Cato. She rolls the name over in her mind for a bit. What does she already know about him? A swordsman, for one, and apparently a very good one at that. He's got a reputation that even her previous level had heard about, and he hasn't even been chosen to volunteer yet. Still, it's probably only a matter of time. Pretty faces with the skills to back it up usually are. But what's he doing, coming over to her?

"You're new here." It isn't a question. "Who are you?"

She gives him her sweetest smile, the one that promises she wouldn't last a minute in the arena. "I'm Clove," she says, then makes a show of staring wide-eyed about the room. "Wow, everyone here is so good!"

Cato makes a very obvious effort not to roll his eyes. "Yeah, we're the best in the Center for a reason. Speaking of, why are you here?"

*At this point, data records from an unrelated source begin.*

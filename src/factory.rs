//! Job factories (C8): turn a stored [`JobDetail`] into the concrete
//! [`Job`] a trigger fires, optionally binding data-map values onto it
//! first.

use crate::job::{Job, JobDataMap, JobDetail};
use serde_json::Value;
use std::collections::HashMap;
use std::sync::{Arc, RwLock};
use tracing::warn;

/// Produces a runnable [`Job`] for a fired trigger.
pub trait JobFactory: Send + Sync {
    /// Returns the job to execute. The default implementation used by
    /// [`SimpleJobFactory`] just returns the job already attached to the
    /// detail; [`PropertySettingJobFactory`] additionally binds data.
    fn new_job(&self, detail: &JobDetail, merged_data: &JobDataMap) -> Arc<dyn Job>;
}

/// Returns the [`Job`] already stored on the [`JobDetail`] unchanged.
///
/// This is the default factory: most jobs carry their own configuration as
/// fields set at construction time, so no further binding step is needed.
#[derive(Debug, Default)]
pub struct SimpleJobFactory;

impl JobFactory for SimpleJobFactory {
    fn new_job(&self, detail: &JobDetail, _merged_data: &JobDataMap) -> Arc<dyn Job> {
        Arc::clone(detail.job())
    }
}

/// A job whose fields can be set from a [`JobDataMap`] by name.
///
/// Implementors expose typed setters through [`PropertySettable::set_property`];
/// [`PropertySettingJobFactory`] calls it once per data-map entry, performing
/// the primitive coercions the property-setting strategy requires.
pub trait PropertySettable {
    /// Attempts to set `name` to `value`. Returns `Err` with a message if
    /// the property is unknown or the value couldn't be coerced.
    fn set_property(&mut self, name: &str, value: &Value) -> Result<(), String>;
}

/// A registry of named job constructors, consulted by
/// [`PropertySettingJobFactory`] when a job type needs fresh construction
/// before its properties are bound (as opposed to reusing the instance
/// already on the [`JobDetail`]).
#[derive(Default)]
pub struct JobTypeRegistry {
    constructors: RwLock<HashMap<String, Arc<dyn Fn() -> Box<dyn PropertySettableJob> + Send + Sync>>>,
}

/// A job that is both runnable and property-settable, the shape
/// [`JobTypeRegistry`] constructs.
pub trait PropertySettableJob: Job + PropertySettable {
    /// Drops the property-settable view once binding is done, yielding the
    /// plain [`Job`] the factory hands back to the scheduler.
    fn into_job(self: Box<Self>) -> Box<dyn Job>;
}

impl<T: Job + PropertySettable + 'static> PropertySettableJob for T {
    fn into_job(self: Box<Self>) -> Box<dyn Job> {
        self
    }
}

impl JobTypeRegistry {
    /// An empty registry.
    pub fn new() -> Self {
        Self::default()
    }

    /// Registers a constructor for `type_id`.
    pub fn register<F>(&self, type_id: impl Into<String>, constructor: F)
    where
        F: Fn() -> Box<dyn PropertySettableJob> + Send + Sync + 'static,
    {
        self.constructors
            .write()
            .unwrap_or_else(|p| p.into_inner())
            .insert(type_id.into(), Arc::new(constructor));
    }

    fn construct(&self, type_id: &str) -> Option<Box<dyn PropertySettableJob>> {
        self.constructors
            .read()
            .unwrap_or_else(|p| p.into_inner())
            .get(type_id)
            .map(|ctor| ctor())
    }
}

/// Whether [`PropertySettingJobFactory`] treats a data-map key with no
/// matching property as an error or a warning.
#[derive(Debug, Clone, Copy, PartialEq, Eq)]
pub enum UnmatchedPropertyPolicy {
    /// Log a warning and continue.
    WarnIfNotFound,
    /// Fail the whole binding.
    ThrowIfNotFound,
}

/// Binds merged job-data-map values onto a freshly constructed job by name,
/// coercing JSON values to the primitive types Rust setters expect:
/// numeric strings parse as the target type, `"true"`/`"false"`
/// (case-insensitive) parse as booleans, and single-character strings parse
/// as chars. A `null` value bound to any of these is an error.
pub struct PropertySettingJobFactory {
    registry: JobTypeRegistry,
    unmatched_policy: UnmatchedPropertyPolicy,
}

impl PropertySettingJobFactory {
    /// Builds a factory over `registry`, warning (not failing) on data-map
    /// keys that don't correspond to a settable property.
    pub fn new(registry: JobTypeRegistry) -> Self {
        Self {
            registry,
            unmatched_policy: UnmatchedPropertyPolicy::WarnIfNotFound,
        }
    }

    /// Sets the unmatched-property policy.
    pub fn with_unmatched_policy(mut self, policy: UnmatchedPropertyPolicy) -> Self {
        self.unmatched_policy = policy;
        self
    }

    fn type_id_of(detail: &JobDetail) -> Option<String> {
        detail
            .job_data_map()
            .get_string("__type_id")
            .map(str::to_string)
    }
}

impl JobFactory for PropertySettingJobFactory {
    fn new_job(&self, detail: &JobDetail, merged_data: &JobDataMap) -> Arc<dyn Job> {
        let Some(type_id) = Self::type_id_of(detail) else {
            return Arc::clone(detail.job());
        };
        let Some(mut job) = self.registry.construct(&type_id) else {
            warn!(type_id, "no registered constructor; falling back to stored job instance");
            return Arc::clone(detail.job());
        };

        for (key, value) in merged_data.iter() {
            if key == "__type_id" {
                continue;
            }
            match job.set_property(key, value) {
                Ok(()) => {}
                Err(message) => match self.unmatched_policy {
                    UnmatchedPropertyPolicy::WarnIfNotFound => {
                        warn!(property = key, error = message, "skipping unbindable property");
                    }
                    UnmatchedPropertyPolicy::ThrowIfNotFound => {
                        warn!(property = key, error = message, "failed binding property; using stored job instance");
                        return Arc::clone(detail.job());
                    }
                },
            }
        }
        Arc::from(job.into_job())
    }
}

/// Coerces a JSON value into a `bool`, per the "true"/"false"
/// case-insensitive string rule.
pub fn coerce_bool(value: &Value) -> Result<bool, String> {
    match value {
        Value::Bool(b) => Ok(*b),
        Value::String(s) => match s.to_ascii_lowercase().as_str() {
            "true" => Ok(true),
            "false" => Ok(false),
            other => Err(format!("'{other}' is not a boolean")),
        },
        Value::Null => Err("cannot coerce null to bool".to_string()),
        other => Err(format!("cannot coerce {other} to bool")),
    }
}

/// Coerces a JSON value into an `i64`, accepting both numbers and
/// decimal-formatted strings.
pub fn coerce_i64(value: &Value) -> Result<i64, String> {
    match value {
        Value::Number(n) => n.as_i64().ok_or_else(|| format!("{n} does not fit in i64")),
        Value::String(s) => s.parse::<i64>().map_err(|e| e.to_string()),
        Value::Null => Err("cannot coerce null to i64".to_string()),
        other => Err(format!("cannot coerce {other} to i64")),
    }
}

/// Coerces a JSON value into an `f64`, accepting both numbers and
/// decimal-formatted strings.
pub fn coerce_f64(value: &Value) -> Result<f64, String> {
    match value {
        Value::Number(n) => n.as_f64().ok_or_else(|| format!("{n} does not fit in f64")),
        Value::String(s) => s.parse::<f64>().map_err(|e| e.to_string()),
        Value::Null => Err("cannot coerce null to f64".to_string()),
        other => Err(format!("cannot coerce {other} to f64")),
    }
}

/// Coerces a JSON value into a single `char`, requiring exactly one
/// character for string inputs.
pub fn coerce_char(value: &Value) -> Result<char, String> {
    match value {
        Value::String(s) if s.chars().count() == 1 => Ok(s.chars().next().expect("checked len")),
        Value::String(s) => Err(format!("'{s}' is not a single character")),
        Value::Null => Err("cannot coerce null to char".to_string()),
        other => Err(format!("cannot coerce {other} to char")),
    }
}

#[cfg(test)]
mod tests {
    use super::*;
    use crate::error::SchedulerResult;
    use crate::job::ExecutionContext;
    use crate::keys::JobKey;

    struct Greeter {
        greeting: String,
        volume: i64,
    }

    impl Job for Greeter {
        fn execute(&self, ctx: &mut ExecutionContext) -> SchedulerResult<()> {
            ctx.set_result(Value::String(format!("{} x{}", self.greeting, self.volume)));
            Ok(())
        }
    }

    impl PropertySettable for Greeter {
        fn set_property(&mut self, name: &str, value: &Value) -> Result<(), String> {
            match name {
                "greeting" => {
                    self.greeting = value.as_str().ok_or("greeting must be a string")?.to_string();
                    Ok(())
                }
                "volume" => {
                    self.volume = coerce_i64(value)?;
                    Ok(())
                }
                other => Err(format!("unknown property '{other}'")),
            }
        }
    }

    fn detail_with_type(type_id: &str) -> JobDetail {
        JobDetail::new(
            JobKey::new("j1"),
            Arc::new(Greeter {
                greeting: "hi".into(),
                volume: 0,
            }),
        )
        .with_data(JobDataMap::new().with("__type_id", type_id))
    }

    #[test]
    fn simple_factory_returns_stored_instance() {
        let detail = detail_with_type("greeter");
        let factory = SimpleJobFactory;
        let job = factory.new_job(&detail, &JobDataMap::new());
        assert!(Arc::ptr_eq(&job, detail.job()));
    }

    #[test]
    fn property_setting_factory_binds_registered_constructor() {
        let registry = JobTypeRegistry::new();
        registry.register("greeter", || {
            Box::new(Greeter {
                greeting: String::new(),
                volume: 0,
            })
        });
        let factory = PropertySettingJobFactory::new(registry);
        let detail = detail_with_type("greeter");
        let data = JobDataMap::new().with("greeting", "hello").with("volume", 3);
        let job = factory.new_job(&detail, &data);
        let mut ctx = ExecutionContext::new(
            JobKey::new("j1"),
            crate::keys::TriggerKey::new("t1"),
            JobDataMap::new(),
            chrono::Utc::now(),
            None,
            None,
            None,
            0,
            false,
        );
        job.execute(&mut ctx).unwrap();
        assert_eq!(ctx.result(), Some(&Value::String("hello x3".into())));
    }

    #[test]
    fn unknown_type_id_falls_back_to_stored_instance() {
        let registry = JobTypeRegistry::new();
        let factory = PropertySettingJobFactory::new(registry);
        let detail = detail_with_type("missing");
        let job = factory.new_job(&detail, &JobDataMap::new());
        assert!(Arc::ptr_eq(&job, detail.job()));
    }

    #[test]
    fn coerce_bool_accepts_case_insensitive_strings() {
        assert_eq!(coerce_bool(&Value::String("TRUE".into())), Ok(true));
        assert_eq!(coerce_bool(&Value::String("False".into())), Ok(false));
        assert!(coerce_bool(&Value::Null).is_err());
    }

    #[test]
    fn coerce_char_requires_single_character() {
        assert_eq!(coerce_char(&Value::String("x".into())), Ok('x'));
        assert!(coerce_char(&Value::String("xy".into())).is_err());
    }
}
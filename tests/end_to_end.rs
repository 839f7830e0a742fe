//! End-to-end scheduler scenarios driven through the public API.

use chrono::{Duration, NaiveDate, Utc};
use quartzite::job::{ExecutionContext, Job};
use quartzite::{
    Calendar, CompletedExecutionInstruction, JobDataMap, JobDetail, JobKey, RepeatCount,
    Scheduler, SchedulerConfig, SimpleMisfireInstruction, Trigger, TriggerKey, TriggerState,
};
use std::sync::atomic::{AtomicUsize, Ordering};
use std::sync::mpsc;
use std::sync::Arc;
use std::time::Duration as StdDuration;

struct CountingJob {
    count: Arc<AtomicUsize>,
    tx: mpsc::Sender<()>,
}

impl Job for CountingJob {
    fn execute(&self, _ctx: &mut ExecutionContext) -> quartzite::error::SchedulerResult<()> {
        self.count.fetch_add(1, Ordering::SeqCst);
        let _ = self.tx.send(());
        Ok(())
    }
}

fn scheduler_with_one_worker() -> Scheduler {
    Scheduler::new(SchedulerConfig::builder().thread_pool_size(1).build())
}

#[test]
fn single_shot_trigger_fires_exactly_once() {
    let scheduler = scheduler_with_one_worker();
    let (tx, rx) = mpsc::channel();
    let count = Arc::new(AtomicUsize::new(0));
    let detail = JobDetail::new(
        JobKey::new("once"),
        Arc::new(CountingJob {
            count: Arc::clone(&count),
            tx,
        }),
    );
    let trigger = Trigger::simple(
        TriggerKey::new("once-trigger"),
        JobKey::new("once"),
        Utc::now(),
        RepeatCount::Finite(0),
        Duration::seconds(1),
    );
    scheduler.schedule_job(detail, trigger).unwrap();
    scheduler.start();

    assert!(rx.recv_timeout(StdDuration::from_secs(2)).is_ok());
    assert!(rx.recv_timeout(StdDuration::from_millis(300)).is_err());
    assert_eq!(count.load(Ordering::SeqCst), 1);
    assert_eq!(
        scheduler.trigger_state(&TriggerKey::new("once-trigger")),
        TriggerState::Complete
    );
    scheduler.shutdown(true);
}

#[test]
fn repeating_trigger_with_misfire_catches_up_once() {
    let scheduler = scheduler_with_one_worker();
    let (tx, rx) = mpsc::channel();
    let count = Arc::new(AtomicUsize::new(0));
    let detail = JobDetail::new(
        JobKey::new("repeater"),
        Arc::new(CountingJob {
            count: Arc::clone(&count),
            tx,
        }),
    );
    // Start time is well in the past, past the default 5s misfire
    // threshold, with a policy that fires once immediately on catch-up.
    let trigger = Trigger::simple(
        TriggerKey::new("repeater-trigger"),
        JobKey::new("repeater"),
        Utc::now() - Duration::seconds(30),
        RepeatCount::Finite(2),
        Duration::seconds(10),
    )
    .with_simple_misfire_instruction(SimpleMisfireInstruction::RescheduleNowWithRemainingRepeatCount);
    scheduler.schedule_job(detail, trigger).unwrap();
    scheduler.start();

    // One immediate catch-up firing, then it settles back onto its
    // repeat_interval cadence for the remaining count.
    assert!(rx.recv_timeout(StdDuration::from_secs(2)).is_ok());
    scheduler.shutdown(true);
    assert!(count.load(Ordering::SeqCst) >= 1);
}

#[test]
fn holiday_calendar_skips_new_years_day() {
    let scheduler = scheduler_with_one_worker();
    let weekly = Calendar::weekly([6, 7], chrono_tz::UTC);
    let holiday =
        Calendar::holiday([NaiveDate::from_ymd_opt(2025, 1, 1).unwrap()], chrono_tz::UTC)
            .with_base(weekly);
    scheduler
        .add_calendar("business-days", holiday, false, false)
        .unwrap();

    let (tx, rx) = mpsc::channel();
    let count = Arc::new(AtomicUsize::new(0));
    let detail = JobDetail::new(
        JobKey::new("daily"),
        Arc::new(CountingJob {
            count: Arc::clone(&count),
            tx,
        }),
    );
    let start = chrono::Utc.with_ymd_and_hms(2024, 12, 30, 9, 0, 0).unwrap();
    let trigger = Trigger::simple(
        TriggerKey::new("daily-trigger"),
        JobKey::new("daily"),
        start,
        RepeatCount::Infinite,
        Duration::days(1),
    )
    .with_calendar_name("business-days");

    scheduler.schedule_job(detail, trigger).unwrap();
    let stored = scheduler.trigger(&TriggerKey::new("daily-trigger")).unwrap();
    assert_eq!(stored.next_fire_time(), Some(start));

    // Advancing the schedule directly (without waiting real days) exercises
    // the same calendar-skip path the scheduler loop drives.
    let mut cursor = stored;
    let holiday_cal = scheduler.store().retrieve_calendar("business-days").unwrap();
    cursor.triggered(Some(&holiday_cal));
    assert_eq!(
        cursor.next_fire_time(),
        Some(chrono::Utc.with_ymd_and_hms(2024, 12, 31, 9, 0, 0).unwrap())
    );
    cursor.triggered(Some(&holiday_cal));
    // 2025-01-01 excluded by the holiday rule; 2025-01-02 is a Thursday.
    assert_eq!(
        cursor.next_fire_time(),
        Some(chrono::Utc.with_ymd_and_hms(2025, 1, 2, 9, 0, 0).unwrap())
    );

    let _ = rx.try_recv();
    scheduler.shutdown(false);
}

#[test]
fn concurrent_execution_disallowed_blocks_sibling_until_completion() {
    let scheduler = scheduler_with_one_worker();
    let detail = JobDetail::new(JobKey::new("exclusive"), Arc::new(BlockingJob))
        .with_concurrent_execution_disallowed(true);
    let now = Utc::now() - Duration::milliseconds(1);
    let a = Trigger::simple(
        TriggerKey::new("a"),
        JobKey::new("exclusive"),
        now,
        RepeatCount::Finite(0),
        Duration::seconds(1),
    );
    let b = Trigger::simple(
        TriggerKey::new("b"),
        JobKey::new("exclusive"),
        now,
        RepeatCount::Finite(0),
        Duration::seconds(1),
    );
    scheduler.add_job(detail, false).unwrap();
    scheduler.schedule_trigger(a).unwrap();
    scheduler.schedule_trigger(b).unwrap();
    scheduler.start();

    std::thread::sleep(StdDuration::from_millis(200));
    let states = [
        scheduler.trigger_state(&TriggerKey::new("a")),
        scheduler.trigger_state(&TriggerKey::new("b")),
    ];
    // Exactly one sibling was blocked while the other fired the exclusive job.
    let blocked_count = states.iter().filter(|s| **s == TriggerState::Blocked).count();
    assert_eq!(
        blocked_count, 1,
        "expected exactly one sibling trigger blocked, got states: {states:?}"
    );
    scheduler.shutdown(true);
}

struct BlockingJob;
impl Job for BlockingJob {
    fn execute(&self, _ctx: &mut ExecutionContext) -> quartzite::error::SchedulerResult<()> {
        std::thread::sleep(StdDuration::from_millis(150));
        Ok(())
    }
}

#[test]
fn pause_then_resume_trigger_round_trips_state() {
    let scheduler = scheduler_with_one_worker();
    let (tx, _rx) = mpsc::channel();
    let detail = JobDetail::new(
        JobKey::new("paused"),
        Arc::new(CountingJob {
            count: Arc::new(AtomicUsize::new(0)),
            tx,
        }),
    );
    let trigger = Trigger::simple(
        TriggerKey::new("paused-trigger"),
        JobKey::new("paused"),
        Utc::now() + Duration::hours(1),
        RepeatCount::Infinite,
        Duration::seconds(1),
    );
    scheduler.schedule_job(detail, trigger).unwrap();
    scheduler.pause_trigger(&TriggerKey::new("paused-trigger"));
    assert_eq!(
        scheduler.trigger_state(&TriggerKey::new("paused-trigger")),
        TriggerState::Paused
    );
    scheduler.resume_trigger(&TriggerKey::new("paused-trigger"));
    assert_eq!(
        scheduler.trigger_state(&TriggerKey::new("paused-trigger")),
        TriggerState::Normal
    );
}

#[test]
fn reschedule_job_replaces_trigger_atomically() {
    let scheduler = scheduler_with_one_worker();
    let (tx, _rx) = mpsc::channel();
    let detail = JobDetail::new(
        JobKey::new("replaceable"),
        Arc::new(CountingJob {
            count: Arc::new(AtomicUsize::new(0)),
            tx,
        }),
    );
    let original = Trigger::simple(
        TriggerKey::new("replaceable-trigger"),
        JobKey::new("replaceable"),
        Utc::now() + Duration::hours(1),
        RepeatCount::Finite(0),
        Duration::seconds(1),
    );
    scheduler.schedule_job(detail, original).unwrap();

    let replacement = Trigger::simple(
        TriggerKey::new("replaceable-trigger"),
        JobKey::new("replaceable"),
        Utc::now() + Duration::hours(2),
        RepeatCount::Finite(0),
        Duration::seconds(1),
    );
    let replaced = scheduler
        .reschedule_job(&TriggerKey::new("replaceable-trigger"), replacement)
        .unwrap();
    assert!(replaced);

    let stored = scheduler.trigger(&TriggerKey::new("replaceable-trigger")).unwrap();
    assert!(stored.next_fire_time().unwrap() > Utc::now() + Duration::minutes(90));
}

#[test]
fn data_map_without_job_data_round_trips_empty() {
    let data = JobDataMap::new();
    assert!(data.is_empty());
}

use chrono::TimeZone;

#[test]
fn completed_execution_instruction_deletes_trigger_after_final_firing() {
    let scheduler = scheduler_with_one_worker();
    let (tx, rx) = mpsc::channel();
    struct SelfDeleting(mpsc::Sender<()>);
    impl Job for SelfDeleting {
        fn execute(&self, ctx: &mut ExecutionContext) -> quartzite::error::SchedulerResult<()> {
            ctx.set_completion_instruction(CompletedExecutionInstruction::DeleteTrigger);
            let _ = self.0.send(());
            Ok(())
        }
    }
    let detail = JobDetail::new(JobKey::new("self-delete"), Arc::new(SelfDeleting(tx)));
    let trigger = Trigger::simple(
        TriggerKey::new("self-delete-trigger"),
        JobKey::new("self-delete"),
        Utc::now(),
        RepeatCount::Finite(0),
        Duration::seconds(1),
    );
    scheduler.schedule_job(detail, trigger).unwrap();
    scheduler.start();
    assert!(rx.recv_timeout(StdDuration::from_secs(2)).is_ok());
    std::thread::sleep(StdDuration::from_millis(100));
    assert_eq!(
        scheduler.trigger_state(&TriggerKey::new("self-delete-trigger")),
        TriggerState::None
    );
    scheduler.shutdown(true);
}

"Hmm?" She drags her eyes away from the scoreboards on the opposite wall. This has to be a mistake. She's seen better accuracy scores in the first level. She'll have fun here, that's for sure. "Oh, the trainers told me I should come up here, so here I am!"

Cato doesn't even try to stop himself from rolling his eyes this time. "Okay," he says very slowly. "But why did they tell you to come up here?"

She shrugs, still smiling. "Guess they thought I could handle it."

She's not dumb, really. She knows why he's here, scoping her out. Every level has their own version of initiation, some way to prove that their newest members belong or maybe that they don't. But she'd bet anything in the world that the top level's initiation test will be much more than a few questions about her skills.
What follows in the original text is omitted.